Nearly every Computing degree in the UK requires, at some point, students to get up in front of their peers and lecturers and talk about a piece of work or project they have completed towards their degree mark. Having been one of those students and had the opportunity at Microsoft to sit on some of those presentations I know how daunting that can be!

If you are one of the teams who have already submitted your Round 1 entry or are working towards that submission date (1st March - 9 days to go!!) then you should start thinking about the next step in the competition. On the 10th March we will be holding a UK final with a top 10 Poster round and final 3 Presentation round. I wanted to expand on what the Presentation round will entail and how you can best prepare for it.

The presentation will be to an audience including the judges and will be the teams opportunity to 'sell' their entry and concept to the judges (and audience).
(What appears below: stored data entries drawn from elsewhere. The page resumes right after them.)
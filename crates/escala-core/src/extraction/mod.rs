pub mod pdftotext;
#[cfg(feature = "pdf-extract")]
pub mod pdf_extract;

use crate::error::EscalaError;

/// Trait for PDF-to-text backends.
///
/// Decoding is treated as a black box: any failure is reported as an
/// error and never retried.
pub trait TextExtractor: Send + Sync {
    /// Extract the plain text of a PDF, pages joined in reading order.
    fn extract_text(&self, pdf_bytes: &[u8]) -> Result<String, EscalaError>;

    /// Name of this extraction backend (for diagnostics).
    fn backend_name(&self) -> &str;
}
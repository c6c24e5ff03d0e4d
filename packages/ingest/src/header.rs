//! Column header canonicalization.
//!
//! Maps whatever the spreadsheet export called a column ("Accused Of",
//! "accused-of", " ACCUSED_OF ") onto one internal name (`accused_of`).

use regex::Regex;
use std::sync::LazyLock;

/// Runs of anything that is not a lowercase ASCII letter or digit.
static NON_ALNUM_RE: LazyLock<Regex> =
    LazyLock::new(|| Regex::new(r"[^a-z0-9]+").expect("valid regex"));

/// Canonicalizes one header.
///
/// Trims, lowercases, collapses every run of non-alphanumeric characters
/// into a single `_`, then strips leading and trailing underscores. A
/// header made only of punctuation becomes the empty string.
#[must_use]
pub fn normalize_header(value: &str) -> String {
    let lower = value.trim().to_lowercase();
    NON_ALNUM_RE
        .replace_all(&lower, "_")
        .trim_matches('_')
        .to_string()
}

/// Canonicalizes a whole header row, preserving column order.
#[must_use]
pub fn normalize_headers(row: &[String]) -> Vec<String> {
    row.iter().map(|h| normalize_header(h)).collect()
}
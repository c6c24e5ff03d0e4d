#![cfg_attr(feature = "fail-on-warnings", deny(warnings))]
#![warn(clippy::all, clippy::pedantic, clippy::nursery, clippy::cargo)]
#![allow(clippy::multiple_crate_versions, clippy::cargo_common_metadata)]

//! Incident table projection.
//!
//! [`view::ViewState`] holds the active year filter, the current page, and
//! the expanded row. [`pagination`] turns a page count into the compact
//! token sequence shown by the page selector.

pub mod pagination;
pub mod view;
#![cfg_attr(feature = "fail-on-warnings", deny(warnings))]
#![warn(clippy::all, clippy::pedantic, clippy::nursery, clippy::cargo)]
#![allow(clippy::multiple_crate_versions, clippy::cargo_common_metadata)]

//! District boundary types.
//!
//! Defines the boundary feature extracted from a polygon collection and the
//! per-feature aggregation result consumed by the choropleth renderer.

use serde::{Deserialize, Serialize};

/// Display name given to features with no resolvable name property.
pub const UNKNOWN_DISTRICT: &str = "Unknown";

/// One polygon from the boundary source.
#[derive(Debug, Clone, PartialEq, Serialize, Deserialize)]
#[serde(rename_all = "camelCase")]
pub struct BoundaryFeature {
    /// Display name, or [`UNKNOWN_DISTRICT`].
    pub name: String,
    /// Canonical join key. Empty when the name could not be resolved.
    pub key: String,
    /// Geometry type tag as written in the source (e.g. `"MultiPolygon"`).
    pub geometry_type: String,
    /// Raw geometry, passed through untouched.
    pub geometry: serde_json::Value,
}

impl BoundaryFeature {
    /// Returns `true` if this feature has a usable join key.
    #[must_use]
    pub fn is_resolved(&self) -> bool {
        !self.key.is_empty()
    }
}

/// How a feature should be colored on the choropleth.
#[derive(Debug, Clone, Copy, PartialEq, Eq, Hash, Serialize, Deserialize)]
#[serde(tag = "type", content = "level", rename_all = "snake_case")]
pub enum ColorBucket {
    /// No incidents, or the feature could not be joined at all.
    NoData,
    /// Index into the positive-count palette, `0` being the lightest.
    Level(u8),
}

/// Aggregated incident count for one boundary feature.
#[derive(Debug, Clone, PartialEq, Eq, Serialize, Deserialize)]
#[serde(rename_all = "camelCase")]
pub struct FeatureCount {
    /// Canonical key of the feature (empty when unresolved).
    pub key: String,
    /// Display name of the feature.
    pub name: String,
    /// Incidents recorded for this key in the year scope.
    pub count: u64,
    /// Color treatment for [`Self::count`].
    pub bucket: ColorBucket,
}
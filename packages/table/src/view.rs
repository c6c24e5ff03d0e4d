//! Filter/page state for the incident table.
//!
//! The state is `(active_filter, current_page)` plus at most one expanded
//! row. Transitions that would be redundant or land out of range are
//! ignored and reported as `false`; nothing here returns an error.

use mob_map_incident_models::{IncidentRecord, YearFilter};
use serde::Serialize;

use crate::pagination::{PaginationControls, is_navigable, total_pages};

/// Default number of rows per page.
pub const DEFAULT_PAGE_SIZE: usize = 10;

/// A row in the visible window.
#[derive(Debug, Clone, Copy, PartialEq, Eq, Serialize)]
#[serde(rename_all = "camelCase")]
pub struct WindowRow<'a> {
    /// Position within the filtered record list (0-based). Stable across
    /// pages, so it doubles as the detail-row identifier.
    pub index: usize,
    /// The record shown in this row.
    pub record: &'a IncidentRecord,
    /// Whether the detail row is open.
    pub expanded: bool,
}

/// Live table state.
#[derive(Debug, Clone, PartialEq, Eq)]
pub struct ViewState {
    filters: Vec<YearFilter>,
    active_filter: YearFilter,
    current_page: usize,
    page_size: usize,
    expanded: Option<usize>,
}

impl ViewState {
    /// Creates the state on page 1 with the `all` filter active.
    ///
    /// `filters` is the closed set of selectable filters; `all` is added
    /// when missing. A zero page size is treated as one.
    #[must_use]
    pub fn new(page_size: usize, filters: Vec<YearFilter>) -> Self {
        let mut unique: Vec<YearFilter> = Vec::with_capacity(filters.len() + 1);
        for filter in filters {
            if !unique.contains(&filter) {
                unique.push(filter);
            }
        }
        if !unique.contains(&YearFilter::All) {
            unique.insert(0, YearFilter::All);
        }

        Self {
            filters: unique,
            active_filter: YearFilter::All,
            current_page: 1,
            page_size: page_size.max(1),
            expanded: None,
        }
    }

    /// Selectable filters, in display order.
    #[must_use]
    pub fn filters(&self) -> &[YearFilter] {
        &self.filters
    }

    /// The active filter.
    #[must_use]
    pub const fn active_filter(&self) -> &YearFilter {
        &self.active_filter
    }

    /// The current 1-based page.
    #[must_use]
    pub const fn current_page(&self) -> usize {
        self.current_page
    }

    /// Rows per page.
    #[must_use]
    pub const fn page_size(&self) -> usize {
        self.page_size
    }

    /// Filtered index of the open detail row, if any.
    #[must_use]
    pub const fn expanded_row(&self) -> Option<usize> {
        self.expanded
    }

    /// Switches the active filter.
    ///
    /// Ignored when `filter` is already active or is not one of
    /// [`Self::filters`]. Otherwise resets to page 1 and collapses any open
    /// row. Returns whether anything changed.
    pub fn set_filter(&mut self, filter: YearFilter) -> bool {
        if filter == self.active_filter || !self.filters.contains(&filter) {
            return false;
        }

        log::debug!("Table filter {} -> {filter}", self.active_filter);
        self.active_filter = filter;
        self.current_page = 1;
        self.expanded = None;
        true
    }

    /// Moves to `page` of the current filter's results.
    ///
    /// Ignored for page `0`, pages past the end, and the current page.
    /// Returns whether anything changed.
    pub fn set_page(&mut self, page: usize, records: &[IncidentRecord]) -> bool {
        let total = self.total_pages(records);
        if !is_navigable(page, self.current_page, total) {
            return false;
        }

        self.current_page = page;
        self.expanded = None;
        true
    }

    /// Opens the detail row at filtered `index`, closing any other.
    /// Toggling the open row closes it. Rows outside the visible window
    /// are ignored. Returns whether anything changed.
    pub fn toggle_row(&mut self, index: usize, records: &[IncidentRecord]) -> bool {
        let visible = self.window_range(self.filtered_len(records));
        if !visible.contains(&index) {
            return false;
        }

        self.expanded = if self.expanded == Some(index) {
            None
        } else {
            Some(index)
        };
        true
    }

    /// Returns to page 1 with no open row, keeping the active filter. Used
    /// when the record set is replaced wholesale.
    pub const fn reset_page(&mut self) {
        self.current_page = 1;
        self.expanded = None;
    }

    /// Records matching the active filter, in source order.
    pub fn filtered<'a>(
        &'a self,
        records: &'a [IncidentRecord],
    ) -> impl Iterator<Item = &'a IncidentRecord> + 'a {
        records.iter().filter(|r| self.active_filter.matches(r))
    }

    /// Number of records matching the active filter.
    #[must_use]
    pub fn filtered_len(&self, records: &[IncidentRecord]) -> usize {
        self.filtered(records).count()
    }

    /// Page count for the active filter.
    #[must_use]
    pub fn total_pages(&self, records: &[IncidentRecord]) -> usize {
        total_pages(self.filtered_len(records), self.page_size)
    }

    /// The slice of filtered records on the current page.
    #[must_use]
    pub fn visible_window<'a>(&self, records: &'a [IncidentRecord]) -> Vec<WindowRow<'a>> {
        let start = (self.current_page - 1) * self.page_size;
        records
            .iter()
            .filter(|r| self.active_filter.matches(r))
            .enumerate()
            .skip(start)
            .take(self.page_size)
            .map(|(index, record)| WindowRow {
                index,
                record,
                expanded: self.expanded == Some(index),
            })
            .collect()
    }

    /// Page selector for the active filter, or `None` for a single page.
    #[must_use]
    pub fn pagination(&self, records: &[IncidentRecord]) -> Option<PaginationControls> {
        PaginationControls::new(
            self.filtered_len(records),
            self.page_size,
            self.current_page,
        )
    }

    fn window_range(&self, filtered_len: usize) -> std::ops::Range<usize> {
        let start = (self.current_page - 1) * self.page_size;
        start..(start + self.page_size).min(filtered_len)
    }
}

impl Default for ViewState {
    fn default() -> Self {
        Self::new(
            DEFAULT_PAGE_SIZE,
            vec![YearFilter::All, YearFilter::parse("2023"), YearFilter::parse("2025")],
        )
    }
}
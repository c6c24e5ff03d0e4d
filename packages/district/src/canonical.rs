//! Place-name canonicalization.
//!
//! Applied symmetrically to incident districts and boundary feature names
//! so that "Cox's Bazar", "COXS BAZAR", and "Coxʼs Bāzār" all produce the
//! same join key.

use unicode_normalization::UnicodeNormalization;
use unicode_normalization::char::is_combining_mark;

use crate::aliases;

/// Folds a free-text place name into a canonical lookup key.
///
/// The pipeline:
/// 1. Unicode canonical decomposition (NFD)
/// 2. Drop combining marks (diacritics)
/// 3. Lowercase
/// 4. Keep only `a`–`z`
/// 5. Resolve known alternate spellings
///
/// Returns an empty string when nothing survives step 4. The empty key
/// means "unresolved" and never matches a real district.
#[must_use]
pub fn canonical_key(name: &str) -> String {
    let folded: String = name
        .nfd()
        .filter(|c| !is_combining_mark(*c))
        .flat_map(char::to_lowercase)
        .filter(char::is_ascii_lowercase)
        .collect();

    match aliases::resolve(&folded) {
        Some(canonical) => canonical.to_string(),
        None => folded,
    }
}

#[cfg(test)]
mod tests {
    use super::*;

    #[test]
    fn strips_diacritics_and_case() {
        assert_eq!(canonical_key("Bāgerhāṭ"), "bagerhat");
        assert_eq!(canonical_key("  DHAKA "), "dhaka");
    }

    #[test]
    fn removes_punctuation_digits_and_spaces() {
        assert_eq!(canonical_key("Cox's Bazar"), "coxsbazar");
        assert_eq!(canonical_key("Cox Bazar"), "coxsbazar");
        assert_eq!(canonical_key("Chapai-Nawabganj 2"), "chapainawabganj");
    }

    #[test]
    fn applies_aliases_after_folding() {
        assert_eq!(canonical_key("Chittagong"), "chattogram");
        assert_eq!(canonical_key("COMILLA"), "cumilla");
        assert_eq!(canonical_key("Jhalokathi"), "jhalokati");
    }

    #[test]
    fn unresolvable_input_is_empty() {
        assert_eq!(canonical_key(""), "");
        assert_eq!(canonical_key(" -- 42 "), "");
        assert_eq!(canonical_key("ঢাকা"), "");
    }

    #[test]
    fn canonicalization_is_idempotent() {
        for name in ["Chittagong", "Cox's Bazar", "Bāgerhāṭ", "Sylhet", ""] {
            let once = canonical_key(name);
            assert_eq!(canonical_key(&once), once, "name {name:?}");
        }
    }

    #[test]
    fn aliases_and_targets_agree() {
        for (alias, target) in aliases::all() {
            assert_eq!(
                canonical_key(alias),
                canonical_key(target),
                "alias {alias} disagrees with {target}"
            );
        }
    }
}
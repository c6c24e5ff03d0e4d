#![cfg_attr(feature = "fail-on-warnings", deny(warnings))]
#![warn(clippy::all, clippy::pedantic, clippy::nursery, clippy::cargo)]
#![allow(clippy::multiple_crate_versions, clippy::cargo_common_metadata)]

//! District name canonicalization, boundary parsing, and aggregation.
//!
//! Incident rows and boundary polygons spell district names differently
//! ("Chittagong" vs "Chattogram", "Cox's Bazar" vs "Coxs Bazar"). Both
//! sides are folded through [`canonical::canonical_key`] so that the
//! per-district counts in [`aggregate`] join on the same key.

pub mod aggregate;
pub mod aliases;
pub mod canonical;
pub mod color;
pub mod features;

use thiserror::Error;

/// Errors that can occur while reading boundary data.
#[derive(Debug, Error)]
pub enum DistrictError {
    /// JSON parsing failed.
    #[error("JSON error: {0}")]
    Json(#[from] serde_json::Error),

    /// The document parsed but is not a usable feature collection.
    #[error("Conversion error: {message}")]
    Conversion {
        /// Description of what went wrong.
        message: String,
    },
}
//! Maps parsed rows into [`IncidentRecord`]s.
//!
//! The header row is validated against a fixed set of required columns
//! before any data row is touched. Once the schema check passes, mapping a
//! row never fails: absent cells become empty strings and unrecognised
//! spontaneity values become [`Spontaneity::Indeterminate`].

use std::collections::{BTreeMap, BTreeSet};

use mob_map_district::canonical::canonical_key;
use mob_map_incident_models::{IncidentRecord, Spontaneity};

use crate::IngestError;
use crate::header::normalize_headers;

/// Canonical columns every source must provide.
pub const REQUIRED_COLUMNS: &[&str] = &[
    "district",
    "date",
    "name",
    "age",
    "accused_of",
    "cause_of_death",
    "source_url_1",
    "source_url_2",
    "year_sheet",
    "spontaneous_mob",
];

/// Accepted spellings of the narrative column, in preference order.
pub const NARRATIVE_COLUMNS: &[&str] = &["news_brief", "new_brief"];

/// Returns every required column absent from `headers`.
///
/// Computed as a set difference so that all missing columns are reported
/// together. A missing narrative column is reported once under its
/// preferred spelling.
#[must_use]
pub fn missing_columns(headers: &[String]) -> Vec<String> {
    let present: BTreeSet<&str> = headers.iter().map(String::as_str).collect();

    let mut missing: Vec<String> = REQUIRED_COLUMNS
        .iter()
        .filter(|column| !present.contains(*column))
        .map(|column| (*column).to_string())
        .collect();

    if !NARRATIVE_COLUMNS.iter().any(|c| present.contains(c)) {
        missing.push(format!(
            "{} (or {})",
            NARRATIVE_COLUMNS[0], NARRATIVE_COLUMNS[1]
        ));
    }

    missing
}

/// Maps all rows after the header into records.
///
/// Input with fewer than two rows (no data) maps to an empty set without
/// validating the header.
///
/// # Errors
///
/// Returns [`IngestError::MissingColumns`] naming every absent required
/// column.
pub fn map_records(rows: &[Vec<String>]) -> Result<Vec<IncidentRecord>, IngestError> {
    let Some((header_row, data)) = rows.split_first() else {
        return Ok(Vec::new());
    };
    if data.is_empty() {
        return Ok(Vec::new());
    }

    let headers = normalize_headers(header_row);
    let missing = missing_columns(&headers);
    if !missing.is_empty() {
        return Err(IngestError::MissingColumns { columns: missing });
    }

    let columns = ColumnIndex::new(&headers);
    Ok(data.iter().map(|row| columns.map_row(row)).collect())
}

/// Header name to column position. When a header repeats, the rightmost
/// column wins.
struct ColumnIndex<'a> {
    positions: BTreeMap<&'a str, usize>,
}

impl<'a> ColumnIndex<'a> {
    fn new(headers: &'a [String]) -> Self {
        let positions = headers
            .iter()
            .enumerate()
            .map(|(i, h)| (h.as_str(), i))
            .collect();
        Self { positions }
    }

    fn cell<'r>(&self, row: &'r [String], column: &str) -> &'r str {
        self.positions
            .get(column)
            .and_then(|&i| row.get(i))
            .map_or("", |value| value.trim())
    }

    fn owned(&self, row: &[String], column: &str) -> String {
        self.cell(row, column).to_string()
    }

    fn map_row(&self, row: &[String]) -> IncidentRecord {
        let district = self.owned(row, "district");
        let news_brief = NARRATIVE_COLUMNS
            .iter()
            .map(|column| self.cell(row, column))
            .find(|value| !value.is_empty())
            .unwrap_or_default()
            .to_string();

        IncidentRecord {
            district_key: canonical_key(&district),
            district,
            date: self.owned(row, "date"),
            name: self.owned(row, "name"),
            age: self.owned(row, "age"),
            accused_of: self.owned(row, "accused_of"),
            cause_of_death: self.owned(row, "cause_of_death"),
            news_brief,
            source_url_1: self.owned(row, "source_url_1"),
            source_url_2: self.owned(row, "source_url_2"),
            year_sheet: self.owned(row, "year_sheet"),
            spontaneous: Spontaneity::from_cell(self.cell(row, "spontaneous_mob")),
        }
    }
}

#[cfg(test)]
mod tests {
    use super::*;

    fn row(cells: &[&str]) -> Vec<String> {
        cells.iter().map(|c| (*c).to_string()).collect()
    }

    fn full_header() -> Vec<String> {
        row(&[
            "District",
            "Date",
            "Name",
            "Age",
            "Accused Of",
            "Cause of Death",
            "News Brief",
            "Source URL 1",
            "Source URL 2",
            "Year Sheet",
            "Spontaneous Mob",
        ])
    }

    #[test]
    fn maps_cells_by_header_position() {
        let rows = vec![
            full_header(),
            row(&[
                " Chittagong ",
                "2025-03-01",
                "Karim",
                "unknown",
                "Theft",
                "Beaten",
                "Brief",
                "https://one.example",
                "",
                " 2025 ",
                "YES",
            ]),
        ];
        let records = map_records(&rows).unwrap();
        let record = &records[0];
        assert_eq!(record.district, "Chittagong");
        assert_eq!(record.district_key, "chattogram");
        assert_eq!(record.age, "unknown");
        assert_eq!(record.year_sheet, "2025");
        assert_eq!(record.source_url_2, "");
        assert_eq!(record.spontaneous, Spontaneity::Yes);
    }

    #[test]
    fn short_rows_default_to_empty_strings() {
        let rows = vec![full_header(), row(&["Dhaka", "2023-05-05"])];
        let record = &map_records(&rows).unwrap()[0];
        assert_eq!(record.date, "2023-05-05");
        assert_eq!(record.name, "");
        assert_eq!(record.year_sheet, "");
        assert_eq!(record.spontaneous, Spontaneity::Indeterminate);
    }

    #[test]
    fn accepts_alternate_narrative_spelling() {
        let mut header = full_header();
        header[6] = "New Brief".to_string();
        let rows = vec![header, row(&["", "", "", "", "", "", "Story"])];
        assert_eq!(map_records(&rows).unwrap()[0].news_brief, "Story");
    }

    #[test]
    fn reports_every_missing_column() {
        let rows = vec![
            row(&["district", "date", "name", "age", "accused_of"]),
            row(&["x"]),
        ];
        let Err(IngestError::MissingColumns { columns }) = map_records(&rows) else {
            panic!("expected missing columns");
        };
        assert_eq!(
            columns,
            vec![
                "cause_of_death",
                "source_url_1",
                "source_url_2",
                "year_sheet",
                "spontaneous_mob",
                "news_brief (or new_brief)",
            ]
        );
    }

    #[test]
    fn header_only_input_maps_to_nothing() {
        assert!(map_records(&[row(&["whatever"])]).unwrap().is_empty());
        assert!(map_records(&[]).unwrap().is_empty());
    }

    #[test]
    fn ambiguous_spontaneity_is_indeterminate() {
        let mut rows = vec![full_header()];
        for value in ["unsure", "", "Unknown", "y"] {
            let mut cells = vec![""; 10];
            cells.push(value);
            rows.push(row(&cells));
        }
        let records = map_records(&rows).unwrap();
        assert!(
            records
                .iter()
                .all(|r| r.spontaneous == Spontaneity::Indeterminate)
        );
    }

    #[test]
    fn unresolvable_district_gets_empty_key() {
        let rows = vec![full_header(), row(&["---"])];
        assert_eq!(map_records(&rows).unwrap()[0].district_key, "");
    }
}
//! Typed error hierarchy for mergegate.
//!
//! The enums cover the layers of a verification call:
//! - `ContextError` - cancellation and deadline expiry
//! - `RuntimeError` - a reviewer process failed to produce an answer
//! - `ParseError` - a reviewer answered without a usable verdict object
//! - `TrackerError` - the external issue tracker lookup failed
//! - `AuditError` - failures the auditor propagates to its caller
//!
//! `GateError` pairs an `AuditError` with the needs-review info the gate
//! synthesized for it, so callers get both a decision and a root cause.

use crate::gate::VerificationInfo;
use thiserror::Error;

/// Why an [`ExecContext`](crate::context::ExecContext) stopped a future.
#[derive(Debug, Clone, Copy, PartialEq, Eq, Error)]
pub enum ContextError {
    #[error("operation cancelled")]
    Cancelled,

    #[error("deadline exceeded")]
    DeadlineExceeded,
}

/// Errors from invoking a reviewer runtime.
#[derive(Debug, Error)]
pub enum RuntimeError {
    #[error("failed to spawn {runtime}: {source}")]
    Spawn {
        runtime: String,
        #[source]
        source: std::io::Error,
    },

    #[error("{runtime} execution failed: {stderr}")]
    Failed { runtime: String, stderr: String },

    #[error("{runtime} execution failed: exit status {code}")]
    ExitStatus { runtime: String, code: i32 },

    #[error("{runtime} execution failed: {source}")]
    Wait {
        runtime: String,
        #[source]
        source: std::io::Error,
    },

    #[error("{runtime} timed out before producing a verdict")]
    DeadlineExceeded { runtime: String },

    #[error("{runtime} was cancelled")]
    Cancelled { runtime: String },
}

impl RuntimeError {
    /// Map an interrupted context to the runtime-scoped variant.
    pub fn interrupted(runtime: &str, err: ContextError) -> Self {
        match err {
            ContextError::Cancelled => Self::Cancelled {
                runtime: runtime.to_string(),
            },
            ContextError::DeadlineExceeded => Self::DeadlineExceeded {
                runtime: runtime.to_string(),
            },
        }
    }
}

/// A reviewer response that did not contain a usable verdict object.
#[derive(Debug, Clone, PartialEq, Eq, Error)]
pub enum ParseError {
    #[error("no JSON object found in response")]
    NoJson,

    #[error("invalid verification JSON: {0}")]
    InvalidJson(String),
}

/// Errors from the external issue tracker.
#[derive(Debug, Error)]
pub enum TrackerError {
    #[error("issue {0} not found")]
    NotFound(String),

    #[error("failed to run {command}: {source}")]
    Spawn {
        command: String,
        #[source]
        source: std::io::Error,
    },

    #[error("{command} failed: {stderr}")]
    Command { command: String, stderr: String },

    #[error("failed to parse tracker output: {0}")]
    Parse(#[source] serde_json::Error),

    #[error(transparent)]
    Interrupted(#[from] ContextError),
}

/// Errors the auditor propagates instead of recovering.
///
/// Execution and parse failures never appear here: they are folded into a
/// NEEDS_HUMAN [`VerificationResult`](crate::auditor::VerificationResult).
#[derive(Debug, Error)]
pub enum AuditError {
    #[error("no verification runtime available")]
    NoRuntime,

    #[error("bead not found: {0}")]
    BeadNotFound(String),

    #[error("invalid bead for verification: {0}")]
    InvalidBead(String),

    #[error("fetching bead: {0}")]
    Tracker(#[source] TrackerError),
}

impl From<TrackerError> for AuditError {
    fn from(err: TrackerError) -> Self {
        match err {
            TrackerError::NotFound(id) => Self::BeadNotFound(id),
            other => Self::Tracker(other),
        }
    }
}

/// A gate call that could not reach a verdict.
///
/// `info` is always a `needs_review` record whose issues carry the error text.
#[derive(Debug, Error)]
#[error("verification error: {source}")]
pub struct GateError {
    pub info: Box<VerificationInfo>,
    #[source]
    pub source: AuditError,
}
By 'sell' I mean take the audience on a journey through your entry telling them about the problem chosen, the solution proposed, how you would design a system, what benefits that system will deliver its users and a demo of the sample code (if appropriate).

The format will be roughly as follows:

- 10 minutes presentation
- 10 minutes for Q&A from the judges.
- Roughly 10 minutes overflow for run-overs.

10 minutes for a presentation isn't very long and i've intentionally left that as 10 minutes with room for error as any presenter will know it is very easy to run over. So this gives the best format structure for the team to deliver a great presentation and have enough room to answer questions and get on/off stage.

The presentation should cover the following sections (this is a very rough outline and great teams will tailor their content and style to suit their entry):

- Introduction (introduction team; university background; what the audience is going to see today)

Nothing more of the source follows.